Appoint Initial Directors
Until the first shareholder meeting is held, at least one director will need to be appointed to oversee your California corporation .
The corporate director deals with the adoption, amendment, and repeal of operational bylaws. In addition to the election, supervision, and removal of officers.
Those in charge should hold an organizational meeting, where the board of directors or the initial director(s) will elect the officers.
Create and Execute an Incorporator’s Statement
An Incorporator’s Statement should be written by the incorporator(s) with records of names and addresses of the initial directors. This document can be stored among other corporate records. This document lists the initial directors that will act until the first BOD meeting.
Step 4: File the Articles of Incorporation with the State
To set up the corporation, you must file the California Articles of Incorporation. This document officially creates your business and can be filed by mail or in person with the Secretary of State. This costs $100.

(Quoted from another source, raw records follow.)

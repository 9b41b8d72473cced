//! Parsing of the `<mark>…</mark>` highlight markup in search snippets.

const OPEN: &str = "<mark>";
const CLOSE: &str = "</mark>";

/// A run of snippet text, highlighted or not.
#[derive(Debug, Clone, PartialEq, Eq)]
pub struct Segment<'a> {
    pub text: &'a str,
    pub highlighted: bool,
}

/// Split a snippet into plain and highlighted segments.
///
/// An unterminated `<mark>` highlights the rest of the snippet. Stray closing
/// tags are dropped. Empty segments are never emitted.
pub fn segments(snippet: &str) -> Vec<Segment<'_>> {
    let mut out = Vec::new();
    let mut rest = snippet;
    let mut highlighted = false;

    while !rest.is_empty() {
        let tag = if highlighted { CLOSE } else { OPEN };
        let (text, next, toggles) = match rest.find(tag) {
            Some(pos) => (&rest[..pos], &rest[pos + tag.len()..], true),
            None => (rest, "", false),
        };
        push_text(&mut out, text, highlighted);
        rest = next;
        if toggles {
            highlighted = !highlighted;
        }
    }
    out
}

fn push_text<'a>(out: &mut Vec<Segment<'a>>, text: &'a str, highlighted: bool) {
    if highlighted {
        if !text.is_empty() {
            out.push(Segment { text, highlighted });
        }
        return;
    }
    // Plain runs may still contain stray closing tags.
    for piece in text.split(CLOSE) {
        if !piece.is_empty() {
            out.push(Segment {
                text: piece,
                highlighted,
            });
        }
    }
}

/// Snippet with all markup removed.
pub fn plain_text(snippet: &str) -> String {
    segments(snippet).iter().map(|s| s.text).collect()
}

This document covers topics such as:
- The corporation’s name and address
- The agent name and address
- The authorized shares of the corporation
Step 5: Complete and File the California Statement of Information
Fill out and complete the California Corporate Statement of Information form within the first 90 days of registering your California corporation. This is an annual record which must be filed. Instructions are included in the information form. The filing fee is $25.
Step 6: Obtain a California Corporation EIN
California corporations require an EIN, an Employer Identification Number (EIN), or Federal Tax Identification Number (FTIN),to identify their entity. This serves as a company social security number.
EIN’s can be used to open a business bank account, file taxes and hire employees.
EIN’s can be acquired through the IRS (free of charge) online or by mail.
Frequently Asked Questions
How do I name my business?
Make sure to follow the corporation naming guidelines for the State of California.
What are the requirements to become a registered agent?
The registered agent must be 18+, available during business hours and has a California address.
How do I obtain an EIN?
You can obtain an EIN by applying online or through the mail or fax free of charge.